● What you have to do: The records that follow are to be repeated exactly, in full.
━━━━━ Records to process ━━━━━
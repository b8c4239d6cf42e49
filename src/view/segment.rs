use chrono::{DateTime, Months, TimeDelta, Utc};
use serde::{Deserialize, Serialize};

use crate::models::dispatch::{DispatchRecord, DispatchStatus, Timestamped};

/// Client-side predicate selecting the displayed subset of a list.
pub trait Segment<T>: Copy + PartialEq + std::fmt::Debug + Send + Sync {
    fn admits(&self, item: &T, now: DateTime<Utc>) -> bool;
}

#[derive(Debug, Clone, Copy, Default, PartialEq, Eq, Serialize, Deserialize)]
#[serde(rename_all = "lowercase")]
pub enum StatusSegment {
    #[default]
    Pending,
    Completed,
    Rejected,
}

impl StatusSegment {
    pub fn status(&self) -> DispatchStatus {
        match self {
            StatusSegment::Pending => DispatchStatus::Pending,
            StatusSegment::Completed => DispatchStatus::Delivered,
            StatusSegment::Rejected => DispatchStatus::Rejected,
        }
    }
}

impl Segment<DispatchRecord> for StatusSegment {
    fn admits(&self, item: &DispatchRecord, _now: DateTime<Utc>) -> bool {
        item.status == self.status()
    }
}

#[derive(Debug, Clone, Copy, Default, PartialEq, Eq, Serialize, Deserialize)]
#[serde(rename_all = "lowercase")]
pub enum PeriodSegment {
    Weekly,
    Monthly,
    #[default]
    Total,
}

impl PeriodSegment {
    /// Earliest admitted timestamp, inclusive.
    pub fn lower_bound(&self, now: DateTime<Utc>) -> Option<DateTime<Utc>> {
        match self {
            PeriodSegment::Weekly => Some(now - TimeDelta::days(7)),
            PeriodSegment::Monthly => now.checked_sub_months(Months::new(1)),
            PeriodSegment::Total => None,
        }
    }
}

impl<T: Timestamped> Segment<T> for PeriodSegment {
    fn admits(&self, item: &T, now: DateTime<Utc>) -> bool {
        self.lower_bound(now)
            .is_none_or(|bound| item.timestamp() >= bound)
    }
}

/// Admits everything; for lists filtered on the backend.
#[derive(Debug, Clone, Copy, Default, PartialEq, Eq, Serialize, Deserialize)]
pub struct Unfiltered;

impl<T> Segment<T> for Unfiltered {
    fn admits(&self, _item: &T, _now: DateTime<Utc>) -> bool {
        true
    }
}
━━━━━
● Solution to this task:
repository b8c4239d6cf42e49
filename src/view/segment.rs
use chrono::{DateTime, Months, TimeDelta, Utc};
use serde::{Deserialize, Serialize};

use crate::models::dispatch::{DispatchRecord, DispatchStatus, Timestamped};

/// Client-side predicate selecting the displayed subset of a list.
pub trait Segment<T>: Copy + PartialEq + std::fmt::Debug + Send + Sync {
    fn admits(&self, item: &T, now: DateTime<Utc>) -> bool;
}

#[derive(Debug, Clone, Copy, Default, PartialEq, Eq, Serialize, Deserialize)]
#[serde(rename_all = "lowercase")]
pub enum StatusSegment {
    #[default]
    Pending,
    Completed,
    Rejected,
}

impl StatusSegment {
    pub fn status(&self) -> DispatchStatus {
        match self {
            StatusSegment::Pending => DispatchStatus::Pending,
            StatusSegment::Completed => DispatchStatus::Delivered,
            StatusSegment::Rejected => DispatchStatus::Rejected,
        }
    }
}

impl Segment<DispatchRecord> for StatusSegment {
    fn admits(&self, item: &DispatchRecord, _now: DateTime<Utc>) -> bool {
        item.status == self.status()
    }
}

#[derive(Debug, Clone, Copy, Default, PartialEq, Eq, Serialize, Deserialize)]
#[serde(rename_all = "lowercase")]
pub enum PeriodSegment {
    Weekly,
    Monthly,
    #[default]
    Total,
}

impl PeriodSegment {
    /// Earliest admitted timestamp, inclusive.
    pub fn lower_bound(&self, now: DateTime<Utc>) -> Option<DateTime<Utc>> {
        match self {
            PeriodSegment::Weekly => Some(now - TimeDelta::days(7)),
            PeriodSegment::Monthly => now.checked_sub_months(Months::new(1)),
            PeriodSegment::Total => None,
        }
    }
}

impl<T: Timestamped> Segment<T> for PeriodSegment {
    fn admits(&self, item: &T, now: DateTime<Utc>) -> bool {
        self.lower_bound(now)
            .is_none_or(|bound| item.timestamp() >= bound)
    }
}

/// Admits everything; for lists filtered on the backend.
#[derive(Debug, Clone, Copy, Default, PartialEq, Eq, Serialize, Deserialize)]
pub struct Unfiltered;

impl<T> Segment<T> for Unfiltered {
    fn admits(&self, _item: &T, _now: DateTime<Utc>) -> bool {
        true
    }
}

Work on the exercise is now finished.